Activity: Go through the records line by line from the top and repeat each one exactly, ending with the line that contains "in-memory board store.".

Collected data

*****

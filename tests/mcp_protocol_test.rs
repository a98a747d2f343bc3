//! Integration tests for MCP protocol handling
//!
//! Drives the server with JSON-RPC request lines, exactly as a client would
//! send them over stdio, against an in-memory board store.

use std::path::PathBuf;
use std::sync::Arc;

use serde_json::{json, Value};

use mcp_osint_board::config::{
    ChatConfig, Config, DatabaseConfig, LogFormat, LoggingConfig, RequestConfig,
};
use mcp_osint_board::server::{AppState, JsonRpcRequest, McpServer};
use mcp_osint_board::storage::SqliteStorage;

async fn create_server() -> McpServer {
    let config = Config {
        database: DatabaseConfig {
            path: PathBuf::from(":memory:"),
            max_connections: 1,
        },
        logging: LoggingConfig {
            level: "info".to_string(),
            format: LogFormat::Pretty,
        },
        request: RequestConfig::default(),
        chat: ChatConfig::default(),
    };
    let storage = SqliteStorage::new_in_memory().await.unwrap();
    McpServer::new(Arc::new(AppState::with_chat(config, storage, None)))
}

/// Send one request line and return the serialized response, if any.
async fn send(server: &McpServer, line: &str) -> Option<Value> {
    let request: JsonRpcRequest = serde_json::from_str(line).expect("valid request line");
    let response = server.handle_request(request).await?;
    Some(serde_json::to_value(response).unwrap())
}

/// Verify JSON-RPC 2.0 response structure
fn assert_valid_jsonrpc_response(response: &Value) {
    assert_eq!(response["jsonrpc"], "2.0", "Invalid JSON-RPC version");
    assert!(
        response.get("result").is_some() != response.get("error").is_some(),
        "Response must have exactly one of result or error"
    );
}

/// Call a tool and decode its text content.
async fn call(server: &McpServer, id: u64, name: &str, arguments: Value) -> (bool, Value) {
    let line = json!({
        "jsonrpc": "2.0",
        "id": id,
        "method": "tools/call",
        "params": { "name": name, "arguments": arguments }
    })
    .to_string();

    let response = send(server, &line).await.expect("requests get responses");
    assert_valid_jsonrpc_response(&response);
    assert_eq!(response["id"], id);

    let result = &response["result"];
    let is_error = result["isError"].as_bool().unwrap_or(false);
    let text = result["content"][0]["text"].as_str().unwrap();
    let value = serde_json::from_str(text).unwrap_or_else(|_| Value::String(text.to_string()));
    (is_error, value)
}

#[cfg(test)]
mod protocol_tests {
    use super::*;

    #[tokio::test]
    async fn test_initialize_handshake() {
        let server = create_server().await;
        let response = send(
            &server,
            r#"{"jsonrpc":"2.0","id":1,"method":"initialize","params":{"protocolVersion":"2024-11-05","capabilities":{},"clientInfo":{"name":"test-client","version":"1.0.0"}}}"#,
        )
        .await
        .unwrap();

        assert_valid_jsonrpc_response(&response);
        assert_eq!(response["result"]["serverInfo"]["name"], "mcp-osint-board");
        assert_eq!(response["result"]["protocolVersion"], "2024-11-05");

        let ack = send(
            &server,
            r#"{"jsonrpc":"2.0","method":"notifications/initialized"}"#,
        )
        .await;
        assert!(ack.is_none());
    }

    #[tokio::test]
    async fn test_string_id_is_preserved() {
        let server = create_server().await;
        let response = send(&server, r#"{"jsonrpc":"2.0","id":"req-abc","method":"ping"}"#)
            .await
            .unwrap();
        assert_eq!(response["id"], "req-abc");
        assert_eq!(response["result"], json!({}));
    }

    #[tokio::test]
    async fn test_invalid_tool_params() {
        let server = create_server().await;
        let response = send(
            &server,
            r#"{"jsonrpc":"2.0","id":5,"method":"tools/call","params":{"arguments":{}}}"#,
        )
        .await
        .unwrap();
        assert_eq!(response["error"]["code"], -32602);
    }

    #[tokio::test]
    async fn test_missing_arguments_is_tool_error() {
        let server = create_server().await;
        let response = send(
            &server,
            r#"{"jsonrpc":"2.0","id":6,"method":"tools/call","params":{"name":"board_get"}}"#,
        )
        .await
        .unwrap();

        assert_eq!(response["result"]["isError"], true);
        assert_eq!(
            response["result"]["content"][0]["text"],
            "Error: Invalid parameters for board_get: Missing arguments"
        );
    }
}

#[cfg(test)]
mod workflow_tests {
    use super::*;

    #[tokio::test]
    async fn test_board_workflow() {
        let server = create_server().await;

        let (is_error, board) = call(
            &server,
            1,
            "board_create",
            json!({ "title": "Gift card scam", "id": "b1", "created_by": "user-1" }),
        )
        .await;
        assert!(!is_error, "{board}");
        assert_eq!(board["id"], "b1");

        let (_, claim) = call(
            &server,
            2,
            "thought_create",
            json!({ "board_id": "b1", "type": "claim", "title": "Payment via gift cards", "confidence": 80 }),
        )
        .await;
        let claim_id = claim["id"].as_str().unwrap().to_string();

        let (_, evidence) = call(
            &server,
            3,
            "evidence_create",
            json!({
                "board_id": "b1",
                "type": "url",
                "title": "Checkout page",
                "reliability": "high",
                "extracted_entities": [{ "type": "domain", "value": "giftcard-refund.shop" }]
            }),
        )
        .await;
        let evidence_id = evidence["id"].as_str().unwrap().to_string();
        assert_eq!(evidence["extracted_entities"][0]["type"], "domain");

        let (is_error, link) = call(
            &server,
            4,
            "evidence_link_create",
            json!({ "thought_id": claim_id, "evidence_id": evidence_id, "relation": "supports" }),
        )
        .await;
        assert!(!is_error, "{link}");

        let (_, analysis) = call(
            &server,
            5,
            "ai_analyze",
            json!({ "board_id": "b1", "thought_id": claim_id }),
        )
        .await;
        let ids: Vec<_> = analysis["suggestions"]
            .as_array()
            .unwrap()
            .iter()
            .map(|s| s["id"].as_str().unwrap().to_string())
            .collect();
        assert!(ids.contains(&format!("rule-no-key-{}", claim_id)));
        assert!(ids.contains(&format!("rule-domain-profile-{}", claim_id)));

        let domain = analysis["suggestions"]
            .as_array()
            .unwrap()
            .iter()
            .find(|s| s["action_type"] == "RUN_TOOL")
            .unwrap();
        assert_eq!(domain["action_payload"]["tool"], "domain_profiler");
        assert_eq!(domain["action_payload"]["target"], "giftcard-refund.shop");
        assert_eq!(domain["category"], "VERIFICATION");

        // Marking the link as key clears the key-evidence suggestion
        let link_id = link["id"].as_str().unwrap();
        let (is_error, _) = call(
            &server,
            6,
            "evidence_link_update",
            json!({ "link_id": link_id, "is_key": true }),
        )
        .await;
        assert!(!is_error);

        let (_, analysis) = call(
            &server,
            7,
            "ai_analyze",
            json!({
                "board_id": "b1",
                "thought_id": claim_id,
                "user_feedback": { "ignored_suggestion_ids": [format!("rule-domain-profile-{}", claim_id)] }
            }),
        )
        .await;
        let remaining: Vec<_> = analysis["suggestions"]
            .as_array()
            .unwrap()
            .iter()
            .map(|s| s["id"].as_str().unwrap().to_string())
            .collect();
        assert!(!remaining.contains(&format!("rule-no-key-{}", claim_id)));
        assert!(!remaining.contains(&format!("rule-domain-profile-{}", claim_id)));

        let (_, full) = call(&server, 8, "board_get", json!({ "board_id": "b1" })).await;
        assert_eq!(full["thoughts"].as_array().unwrap().len(), 1);
        assert_eq!(full["evidence_links"][0]["is_key"], true);
        let kinds: Vec<_> = full["activity"]
            .as_array()
            .unwrap()
            .iter()
            .map(|a| a["type"].as_str().unwrap())
            .collect();
        assert_eq!(kinds, vec!["evidence_attached", "thought_created"]);

        let (is_error, _) = call(&server, 9, "board_delete", json!({ "board_id": "b1" })).await;
        assert!(!is_error);
        let (_, boards) = call(&server, 10, "board_list", json!({})).await;
        assert_eq!(boards["count"], 0);
    }

    #[tokio::test]
    async fn test_comments_and_connections() {
        let server = create_server().await;
        call(&server, 1, "board_create", json!({ "title": "Board", "id": "b1" })).await;

        let (_, question) = call(
            &server,
            2,
            "thought_create",
            json!({ "board_id": "b1", "type": "question", "title": "Who is behind it?" }),
        )
        .await;
        let (_, hypothesis) = call(
            &server,
            3,
            "thought_create",
            json!({ "board_id": "b1", "type": "hypothesis", "title": "Known crew" }),
        )
        .await;

        let (is_error, connection) = call(
            &server,
            4,
            "connection_create",
            json!({
                "board_id": "b1",
                "source_id": question["id"],
                "target_id": hypothesis["id"],
                "type": "related"
            }),
        )
        .await;
        assert!(!is_error, "{connection}");

        let (is_error, comment) = call(
            &server,
            5,
            "comment_create",
            json!({
                "thought_id": question["id"],
                "content": "Check the registrar history",
                "user_id": "user-1",
                "user_name": "Sarah Chen"
            }),
        )
        .await;
        assert!(!is_error, "{comment}");
        assert_eq!(comment["user_name"], "Sarah Chen");

        let (_, comments) =
            call(&server, 6, "comment_list", json!({ "thought_id": question["id"] })).await;
        assert_eq!(comments["count"], 1);

        let (_, activity) =
            call(&server, 7, "activity_list", json!({ "board_id": "b1", "limit": 1 })).await;
        assert_eq!(activity["count"], 1);
        assert_eq!(activity["activity"][0]["type"], "comment_added");

        let (is_error, _) = call(
            &server,
            8,
            "thought_delete",
            json!({ "thought_id": hypothesis["id"] }),
        )
        .await;
        assert!(!is_error);
        let (_, connections) =
            call(&server, 9, "connection_list", json!({ "board_id": "b1" })).await;
        assert_eq!(connections["count"], 0);
    }

    #[tokio::test]
    async fn test_unknown_board_is_tool_error() {
        let server = create_server().await;
        let (is_error, text) = call(
            &server,
            1,
            "thought_create",
            json!({ "board_id": "ghost", "type": "claim", "title": "Orphan" }),
        )
        .await;
        assert!(is_error);
        assert_eq!(
            text,
            json!("Error: Tool execution failed: Not found: Board ghost")
        );
    }
}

*****

Answer below:
filename tests/mcp_protocol_test.rs
repository a98a747d2f343bc3
//! Integration tests for MCP protocol handling
//!
//! Drives the server with JSON-RPC request lines, exactly as a client would
//! send them over stdio, against an in-memory board store.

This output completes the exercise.